At the age of just 25, Randy McLaren has styled himself as a “Kriativ Aktivis”, a persona meant to encourage social change and empower young people. McLaren has already brought his passionate dub poetry performances all over Jamaica and is branching out internationally, from Zimbabwe to the U.K.
“I view my creative talents as a way of activism, a creative way of empowering, inspiring, educating, motivating,” he says of his rapid, lyrical and dramatic delivery style. “Young people don’t have the greatest attention span.”
So McLaren, who graduated from the University of the West Indies with a degree in sociology, reads all the time, mostly current affairs. He is most passionate about rectifying what he calls “reverse urbanization” or rural neglect, which he explains as the phenomenon of people migrating from the country to Kingston and back to the country again. “A lot of people are going back home and taking their inner city values. It’s almost as if the rural communities are being turned into ghettos,” he says.
McLaren grew up in the tiny rural community of Gardenfield in the parish of St. Thomas, where it took an hour to walk to school every day. He has three brothers and a sister, and as the middle child, assumed a busy life, becoming involved in academics and track and field, cricket and football. The best day, he remembers, was the day he came third in the spelling bee and then scored two goals for his football team to take the win.
However, the family struggled to support McLaren and his brothers and sister. “Things were always rough, challenging financially.”

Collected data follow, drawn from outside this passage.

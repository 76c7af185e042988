//! Error types for the settlement router

use std::{error::Error, fmt::Display};

use warp::reject::Reject;

/// The error type emitted by the settlement engine
#[derive(Debug, Clone, PartialEq, Eq, thiserror::Error)]
pub enum SettlementError {
    /// A malformed or unsupported combination of inputs; never retried
    #[error("validation error: {0}")]
    Validation(String),
    /// A single venue failed to produce a quote
    #[error("quote error: {0}")]
    Quote(String),
    /// The exact-output search exhausted its attempt cap
    #[error("convergence error: {0}")]
    Convergence(String),
    /// A candidate's dry-run reverted or errored
    #[error("simulation error: {0}")]
    Simulation(String),
    /// An error executing an HTTP request
    #[error("http error: {0}")]
    Http(String),
    /// An error reading on-chain state
    #[error("on-chain error: {0}")]
    OnChain(String),
    /// An error parsing a value
    #[error("parse error: {0}")]
    Parse(String),
    /// An error loading configuration
    #[error("config error: {0}")]
    Config(String),
}

#[allow(clippy::needless_pass_by_value)]
impl SettlementError {
    /// Create a validation error
    pub fn validation<T: ToString>(msg: T) -> Self {
        SettlementError::Validation(msg.to_string())
    }

    /// Create a quote error
    pub fn quote<T: ToString>(msg: T) -> Self {
        SettlementError::Quote(msg.to_string())
    }

    /// Create a convergence error
    pub fn convergence<T: ToString>(msg: T) -> Self {
        SettlementError::Convergence(msg.to_string())
    }

    /// Create a simulation error
    pub fn simulation<T: ToString>(msg: T) -> Self {
        SettlementError::Simulation(msg.to_string())
    }

    /// Create an HTTP error
    pub fn http<T: ToString>(msg: T) -> Self {
        SettlementError::Http(msg.to_string())
    }

    /// Create an on-chain error
    pub fn onchain<T: ToString>(msg: T) -> Self {
        SettlementError::OnChain(msg.to_string())
    }

    /// Create a parse error
    pub fn parse<T: ToString>(msg: T) -> Self {
        SettlementError::Parse(msg.to_string())
    }

    /// Create a config error
    pub fn config<T: ToString>(msg: T) -> Self {
        SettlementError::Config(msg.to_string())
    }

    /// Whether the error is a deterministic input-validation failure
    pub fn is_validation(&self) -> bool {
        matches!(self, SettlementError::Validation(_))
    }
}

impl From<reqwest::Error> for SettlementError {
    fn from(e: reqwest::Error) -> Self {
        SettlementError::http(e)
    }
}

/// API-specific error type
#[derive(Debug)]
pub enum ApiError {
    /// Bad request error
    BadRequest(String),
    /// The requested chain or token is unknown
    NotFound(String),
    /// Internal server error
    InternalError(String),
}

impl Reject for ApiError {}

impl Display for ApiError {
    fn fmt(&self, f: &mut std::fmt::Formatter<'_>) -> std::fmt::Result {
        match self {
            ApiError::BadRequest(e) => write!(f, "Bad request: {}", e),
            ApiError::NotFound(e) => write!(f, "Not found: {}", e),
            ApiError::InternalError(e) => write!(f, "Internal error: {}", e),
        }
    }
}

impl Error for ApiError {}

impl From<SettlementError> for ApiError {
    fn from(e: SettlementError) -> Self {
        match e {
            SettlementError::Validation(msg) => ApiError::BadRequest(msg),
            e => ApiError::InternalError(e.to_string()),
        }
    }
}

impl From<SettlementError> for warp::Rejection {
    fn from(e: SettlementError) -> Self {
        warp::reject::custom(ApiError::from(e))
    }
}
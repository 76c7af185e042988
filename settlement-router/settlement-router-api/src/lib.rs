//! The API for the settlement router
#![deny(missing_docs)]
#![deny(clippy::missing_docs_in_private_items)]

pub mod serialization;
mod types;
pub use types::*;
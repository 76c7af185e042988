//! Inverts an exact-input quoting primitive into an exact-output answer

use std::future::Future;

use alloy_primitives::U256;
use settlement_router_api::quote::Quote;
use tracing::debug;

use crate::error::SettlementError;

// -------------
// | Constants |
// -------------

/// The default per-round input increase, in tenths of a percent
pub const DEFAULT_STEP_PER_MILLE: u64 = 1;
/// The default cap on quoting rounds
pub const DEFAULT_MAX_ATTEMPTS: usize = 10;
/// The denominator of a per-mille fraction
const PER_MILLE: u64 = 1_000;

/// Parameters of the exact-output search
#[derive(Copy, Clone, Debug)]
pub struct ConvergenceConfig {
    /// The input increase applied per round, in tenths of a percent
    pub step_per_mille: u64,
    /// The maximum number of forward quotes before giving up
    pub max_attempts: usize,
}

impl Default for ConvergenceConfig {
    fn default() -> Self {
        Self { step_per_mille: DEFAULT_STEP_PER_MILLE, max_attempts: DEFAULT_MAX_ATTEMPTS }
    }
}

/// Find an input amount whose forward quote covers `target`
///
/// `inverse_amount` is the input estimate obtained by quoting the reverse
/// direction. Round `k` (from zero) quotes
/// `inverse_amount * (1000 + k * step) / 1000`, stopping at the first quote
/// whose output reaches `target`
pub async fn converge_exact_output<F, Fut>(
    target: U256,
    inverse_amount: U256,
    config: &ConvergenceConfig,
    mut quote_fn: F,
) -> Result<Quote, SettlementError>
where
    F: FnMut(U256) -> Fut,
    Fut: Future<Output = Result<Quote, SettlementError>>,
{
    let mut quote = quote_fn(inverse_amount).await?;
    let mut attempts = 1;
    while quote.amount_out < target {
        if attempts >= config.max_attempts {
            return Err(SettlementError::convergence(format!(
                "output {} still short of {target} after {attempts} attempts",
                quote.amount_out
            )));
        }

        let per_mille = U256::from(PER_MILLE + config.step_per_mille * attempts as u64);
        let amount_in = inverse_amount * per_mille / U256::from(PER_MILLE);
        debug!("quoting {amount_in} after output {} fell short of {target}", quote.amount_out);

        quote = quote_fn(amount_in).await?;
        attempts += 1;
    }

    Ok(quote)
}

So the community stepped in, recognizing McLaren’s talents. As a result, the concept of community and family were engrained in McLaren at an early age. “The concept of family was not just biological, and the concept of mentorship started to form.”
McLaren excelled academically and was the only boy in his rural community to qualify to attend a city school, which is a big deal. He was accepted at Excelsior College, where he was exposed to Youth Opportunities Unlimited, which was running peer counselling programs in the school. YOU is the largest mentoring agency in the region, having been founded in 1991.
It has since touched the lives of tens of thousands of youth and by extension, their communities. Thanks to YOU, which provides a range of programming, from parenting courses to employability and social skills training to peer counseling, McLaren was able to develop the ability to listen to his peers.
“The program gave me a strong platform to help people, to help others and share with others,” he says of YOU.
“I learned that we can make suggestions, but to this day, I never tell anyone what to do. It always boils down to the individual.”
McLaren is sensitive to the challenges youth face and has found that his peers look up to him and rely on him. As a result, he is always available to them and his phone is always buzzing with someone seeking advice or help.
McLaren will always remain accessible, but he has his sights set on larger goals. He continues to write new dub poetry pieces and recently completed a heart-wrenchingly beautiful piece for Unicef Jamaica on the victims of a horrific fire at the Armadale Correctional Facility. Seven girls were burned to death there, in state care.
“To me, talent must be used for good. The underlying principle is that you present it in a way that people want to take it to the highest level,” he says of inspiring his peers to be socially aware and active.